REQUIRED ACTION: All the data must be output exactly as given.

SUPPLIED RECORDS:
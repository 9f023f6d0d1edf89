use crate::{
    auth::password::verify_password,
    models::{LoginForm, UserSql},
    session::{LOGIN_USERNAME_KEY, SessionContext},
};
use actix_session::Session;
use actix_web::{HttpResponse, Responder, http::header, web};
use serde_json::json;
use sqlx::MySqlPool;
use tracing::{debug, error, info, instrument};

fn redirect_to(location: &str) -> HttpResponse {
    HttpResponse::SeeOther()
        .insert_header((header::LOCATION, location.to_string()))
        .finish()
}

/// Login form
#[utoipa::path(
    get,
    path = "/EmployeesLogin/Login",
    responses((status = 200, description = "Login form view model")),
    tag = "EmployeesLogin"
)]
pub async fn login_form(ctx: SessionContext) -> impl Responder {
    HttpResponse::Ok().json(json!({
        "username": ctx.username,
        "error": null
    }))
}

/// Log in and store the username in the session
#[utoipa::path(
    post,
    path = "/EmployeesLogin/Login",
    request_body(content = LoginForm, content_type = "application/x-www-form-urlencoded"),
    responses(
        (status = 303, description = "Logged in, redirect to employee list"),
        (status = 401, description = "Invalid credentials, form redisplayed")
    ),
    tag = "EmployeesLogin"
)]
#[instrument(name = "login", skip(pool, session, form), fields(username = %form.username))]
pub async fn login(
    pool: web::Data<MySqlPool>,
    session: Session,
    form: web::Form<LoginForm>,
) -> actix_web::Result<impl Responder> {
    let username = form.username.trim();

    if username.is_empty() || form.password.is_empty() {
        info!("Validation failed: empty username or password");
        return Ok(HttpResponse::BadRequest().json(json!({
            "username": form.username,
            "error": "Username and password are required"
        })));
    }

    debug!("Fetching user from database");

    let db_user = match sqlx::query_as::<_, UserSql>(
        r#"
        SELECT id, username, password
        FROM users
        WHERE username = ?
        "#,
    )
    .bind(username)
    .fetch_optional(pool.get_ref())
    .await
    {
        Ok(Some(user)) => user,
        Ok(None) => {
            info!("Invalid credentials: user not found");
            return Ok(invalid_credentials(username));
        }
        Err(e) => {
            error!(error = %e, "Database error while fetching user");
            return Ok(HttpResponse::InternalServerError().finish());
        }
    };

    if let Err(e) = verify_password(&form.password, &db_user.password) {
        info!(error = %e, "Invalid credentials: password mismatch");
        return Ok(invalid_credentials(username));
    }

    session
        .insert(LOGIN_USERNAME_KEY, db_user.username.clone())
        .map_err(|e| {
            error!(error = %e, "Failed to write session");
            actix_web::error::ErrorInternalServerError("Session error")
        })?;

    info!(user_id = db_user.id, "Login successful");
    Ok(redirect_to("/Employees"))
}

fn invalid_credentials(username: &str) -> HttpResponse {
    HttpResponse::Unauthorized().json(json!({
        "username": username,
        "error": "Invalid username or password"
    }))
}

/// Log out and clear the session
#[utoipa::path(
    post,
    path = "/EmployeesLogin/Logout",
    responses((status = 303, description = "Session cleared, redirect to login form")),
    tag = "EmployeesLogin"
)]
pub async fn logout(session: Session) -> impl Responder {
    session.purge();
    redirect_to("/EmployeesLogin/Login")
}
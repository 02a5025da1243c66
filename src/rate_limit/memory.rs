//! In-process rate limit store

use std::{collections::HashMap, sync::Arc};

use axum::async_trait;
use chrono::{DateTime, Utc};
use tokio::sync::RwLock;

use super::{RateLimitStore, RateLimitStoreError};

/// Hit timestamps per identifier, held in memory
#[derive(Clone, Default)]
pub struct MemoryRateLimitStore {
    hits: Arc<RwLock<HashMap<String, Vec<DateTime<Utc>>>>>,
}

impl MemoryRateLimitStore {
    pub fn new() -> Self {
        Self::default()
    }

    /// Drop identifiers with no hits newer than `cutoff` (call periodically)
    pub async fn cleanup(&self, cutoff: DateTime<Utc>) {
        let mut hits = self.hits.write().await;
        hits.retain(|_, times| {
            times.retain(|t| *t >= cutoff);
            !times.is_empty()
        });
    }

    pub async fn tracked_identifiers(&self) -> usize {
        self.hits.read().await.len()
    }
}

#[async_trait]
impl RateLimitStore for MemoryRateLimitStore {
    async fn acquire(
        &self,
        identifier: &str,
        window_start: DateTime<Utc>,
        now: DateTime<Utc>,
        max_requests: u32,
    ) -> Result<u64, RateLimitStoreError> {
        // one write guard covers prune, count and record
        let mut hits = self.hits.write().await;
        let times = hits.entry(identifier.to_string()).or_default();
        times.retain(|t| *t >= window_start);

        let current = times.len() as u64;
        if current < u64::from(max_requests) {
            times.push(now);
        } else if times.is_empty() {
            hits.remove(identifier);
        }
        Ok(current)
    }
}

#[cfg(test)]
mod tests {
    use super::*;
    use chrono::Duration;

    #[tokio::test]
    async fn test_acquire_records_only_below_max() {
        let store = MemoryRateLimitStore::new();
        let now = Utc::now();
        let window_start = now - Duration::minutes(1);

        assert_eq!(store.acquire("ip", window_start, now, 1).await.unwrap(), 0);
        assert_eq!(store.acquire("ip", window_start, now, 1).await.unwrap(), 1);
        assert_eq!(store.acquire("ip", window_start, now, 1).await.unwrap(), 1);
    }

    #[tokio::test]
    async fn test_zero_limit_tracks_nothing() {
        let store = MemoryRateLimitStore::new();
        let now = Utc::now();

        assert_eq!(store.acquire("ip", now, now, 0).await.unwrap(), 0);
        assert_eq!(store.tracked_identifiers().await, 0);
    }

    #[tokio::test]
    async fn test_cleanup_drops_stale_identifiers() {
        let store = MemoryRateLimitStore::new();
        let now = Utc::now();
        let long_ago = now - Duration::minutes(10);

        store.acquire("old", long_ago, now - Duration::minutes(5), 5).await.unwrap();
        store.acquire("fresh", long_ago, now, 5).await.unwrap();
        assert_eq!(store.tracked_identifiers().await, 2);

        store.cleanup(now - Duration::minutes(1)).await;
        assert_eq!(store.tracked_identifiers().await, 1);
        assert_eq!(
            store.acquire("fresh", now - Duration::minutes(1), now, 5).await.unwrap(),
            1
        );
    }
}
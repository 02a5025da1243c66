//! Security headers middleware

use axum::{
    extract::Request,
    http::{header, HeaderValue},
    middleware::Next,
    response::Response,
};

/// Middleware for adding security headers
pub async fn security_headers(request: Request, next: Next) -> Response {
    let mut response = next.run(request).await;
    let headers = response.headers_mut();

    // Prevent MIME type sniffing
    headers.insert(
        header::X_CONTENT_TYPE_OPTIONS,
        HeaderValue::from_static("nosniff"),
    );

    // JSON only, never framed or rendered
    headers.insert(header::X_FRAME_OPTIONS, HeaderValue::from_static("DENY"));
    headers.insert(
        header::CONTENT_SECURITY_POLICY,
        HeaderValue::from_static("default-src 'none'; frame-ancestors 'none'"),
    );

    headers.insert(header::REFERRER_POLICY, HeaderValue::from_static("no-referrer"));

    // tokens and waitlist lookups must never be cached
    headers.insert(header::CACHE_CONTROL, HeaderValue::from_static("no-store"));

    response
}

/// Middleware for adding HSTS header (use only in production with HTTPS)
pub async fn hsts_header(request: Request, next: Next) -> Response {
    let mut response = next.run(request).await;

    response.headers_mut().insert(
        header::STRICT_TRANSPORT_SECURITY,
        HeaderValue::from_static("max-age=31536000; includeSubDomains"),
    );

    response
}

RESPONSE TO THE EXERCISE:
repository 9f023f6d0d1edf89
use crate::{
    auth::password::verify_password,
    models::{LoginForm, UserSql},
    session::{LOGIN_USERNAME_KEY, SessionContext},
};
use actix_session::Session;
use actix_web::{HttpResponse, Responder, http::header, web};
use serde_json::json;
use sqlx::MySqlPool;
use tracing::{debug, error, info, instrument};

fn redirect_to(location: &str) -> HttpResponse {
    HttpResponse::SeeOther()
        .insert_header((header::LOCATION, location.to_string()))
        .finish()
}

/// Login form
#[utoipa::path(
    get,
    path = "/EmployeesLogin/Login",
    responses((status = 200, description = "Login form view model")),
    tag = "EmployeesLogin"
)]
pub async fn login_form(ctx: SessionContext) -> impl Responder {
    HttpResponse::Ok().json(json!({
        "username": ctx.username,
        "error": null
    }))
}

/// Log in and store the username in the session
#[utoipa::path(
    post,
    path = "/EmployeesLogin/Login",
    request_body(content = LoginForm, content_type = "application/x-www-form-urlencoded"),
    responses(
        (status = 303, description = "Logged in, redirect to employee list"),
        (status = 401, description = "Invalid credentials, form redisplayed")
    ),
    tag = "EmployeesLogin"
)]
#[instrument(name = "login", skip(pool, session, form), fields(username = %form.username))]
pub async fn login(
    pool: web::Data<MySqlPool>,
    session: Session,
    form: web::Form<LoginForm>,
) -> actix_web::Result<impl Responder> {
    let username = form.username.trim();

    if username.is_empty() || form.password.is_empty() {
        info!("Validation failed: empty username or password");
        return Ok(HttpResponse::BadRequest().json(json!({
            "username": form.username,
            "error": "Username and password are required"
        })));
    }

    debug!("Fetching user from database");

    let db_user = match sqlx::query_as::<_, UserSql>(
        r#"
        SELECT id, username, password
        FROM users
        WHERE username = ?
        "#,
    )
    .bind(username)
    .fetch_optional(pool.get_ref())
    .await
    {
        Ok(Some(user)) => user,
        Ok(None) => {
            info!("Invalid credentials: user not found");
            return Ok(invalid_credentials(username));
        }
        Err(e) => {
            error!(error = %e, "Database error while fetching user");
            return Ok(HttpResponse::InternalServerError().finish());
        }
    };

    if let Err(e) = verify_password(&form.password, &db_user.password) {
        info!(error = %e, "Invalid credentials: password mismatch");
        return Ok(invalid_credentials(username));
    }

    session
        .insert(LOGIN_USERNAME_KEY, db_user.username.clone())
        .map_err(|e| {
            error!(error = %e, "Failed to write session");
            actix_web::error::ErrorInternalServerError("Session error")
        })?;

    info!(user_id = db_user.id, "Login successful");
    Ok(redirect_to("/Employees"))
}

fn invalid_credentials(username: &str) -> HttpResponse {
    HttpResponse::Unauthorized().json(json!({
        "username": username,
        "error": "Invalid username or password"
    }))
}

/// Log out and clear the session
#[utoipa::path(
    post,
    path = "/EmployeesLogin/Logout",
    responses((status = 303, description = "Session cleared, redirect to login form")),
    tag = "EmployeesLogin"
)]
pub async fn logout(session: Session) -> impl Responder {
    session.purge();
    redirect_to("/EmployeesLogin/Login")
}
repository 02a5025da1243c66
filename src/rate_limit/memory.rs
//! In-process rate limit store

use std::{collections::HashMap, sync::Arc};

use axum::async_trait;
use chrono::{DateTime, Utc};
use tokio::sync::RwLock;

use super::{RateLimitStore, RateLimitStoreError};

/// Hit timestamps per identifier, held in memory
#[derive(Clone, Default)]
pub struct MemoryRateLimitStore {
    hits: Arc<RwLock<HashMap<String, Vec<DateTime<Utc>>>>>,
}

impl MemoryRateLimitStore {
    pub fn new() -> Self {
        Self::default()
    }

    /// Drop identifiers with no hits newer than `cutoff` (call periodically)
    pub async fn cleanup(&self, cutoff: DateTime<Utc>) {
        let mut hits = self.hits.write().await;
        hits.retain(|_, times| {
            times.retain(|t| *t >= cutoff);
            !times.is_empty()
        });
    }

    pub async fn tracked_identifiers(&self) -> usize {
        self.hits.read().await.len()
    }
}

#[async_trait]
impl RateLimitStore for MemoryRateLimitStore {
    async fn acquire(
        &self,
        identifier: &str,
        window_start: DateTime<Utc>,
        now: DateTime<Utc>,
        max_requests: u32,
    ) -> Result<u64, RateLimitStoreError> {
        // one write guard covers prune, count and record
        let mut hits = self.hits.write().await;
        let times = hits.entry(identifier.to_string()).or_default();
        times.retain(|t| *t >= window_start);

        let current = times.len() as u64;
        if current < u64::from(max_requests) {
            times.push(now);
        } else if times.is_empty() {
            hits.remove(identifier);
        }
        Ok(current)
    }
}

#[cfg(test)]
mod tests {
    use super::*;
    use chrono::Duration;

    #[tokio::test]
    async fn test_acquire_records_only_below_max() {
        let store = MemoryRateLimitStore::new();
        let now = Utc::now();
        let window_start = now - Duration::minutes(1);

        assert_eq!(store.acquire("ip", window_start, now, 1).await.unwrap(), 0);
        assert_eq!(store.acquire("ip", window_start, now, 1).await.unwrap(), 1);
        assert_eq!(store.acquire("ip", window_start, now, 1).await.unwrap(), 1);
    }

    #[tokio::test]
    async fn test_zero_limit_tracks_nothing() {
        let store = MemoryRateLimitStore::new();
        let now = Utc::now();

        assert_eq!(store.acquire("ip", now, now, 0).await.unwrap(), 0);
        assert_eq!(store.tracked_identifiers().await, 0);
    }

    #[tokio::test]
    async fn test_cleanup_drops_stale_identifiers() {
        let store = MemoryRateLimitStore::new();
        let now = Utc::now();
        let long_ago = now - Duration::minutes(10);

        store.acquire("old", long_ago, now - Duration::minutes(5), 5).await.unwrap();
        store.acquire("fresh", long_ago, now, 5).await.unwrap();
        assert_eq!(store.tracked_identifiers().await, 2);

        store.cleanup(now - Duration::minutes(1)).await;
        assert_eq!(store.tracked_identifiers().await, 1);
        assert_eq!(
            store.acquire("fresh", now - Duration::minutes(1), now, 5).await.unwrap(),
            1
        );
    }
}
repository 02a5025da1243c66
//! Security headers middleware

use axum::{
    extract::Request,
    http::{header, HeaderValue},
    middleware::Next,
    response::Response,
};

/// Middleware for adding security headers
pub async fn security_headers(request: Request, next: Next) -> Response {
    let mut response = next.run(request).await;
    let headers = response.headers_mut();

    // Prevent MIME type sniffing
    headers.insert(
        header::X_CONTENT_TYPE_OPTIONS,
        HeaderValue::from_static("nosniff"),
    );

    // JSON only, never framed or rendered
    headers.insert(header::X_FRAME_OPTIONS, HeaderValue::from_static("DENY"));
    headers.insert(
        header::CONTENT_SECURITY_POLICY,
        HeaderValue::from_static("default-src 'none'; frame-ancestors 'none'"),
    );

    headers.insert(header::REFERRER_POLICY, HeaderValue::from_static("no-referrer"));

    // tokens and waitlist lookups must never be cached
    headers.insert(header::CACHE_CONTROL, HeaderValue::from_static("no-store"));

    response
}

/// Middleware for adding HSTS header (use only in production with HTTPS)
pub async fn hsts_header(request: Request, next: Next) -> Response {
    let mut response = next.run(request).await;

    response.headers_mut().insert(
        header::STRICT_TRANSPORT_SECURITY,
        HeaderValue::from_static("max-age=31536000; includeSubDomains"),
    );

    response
}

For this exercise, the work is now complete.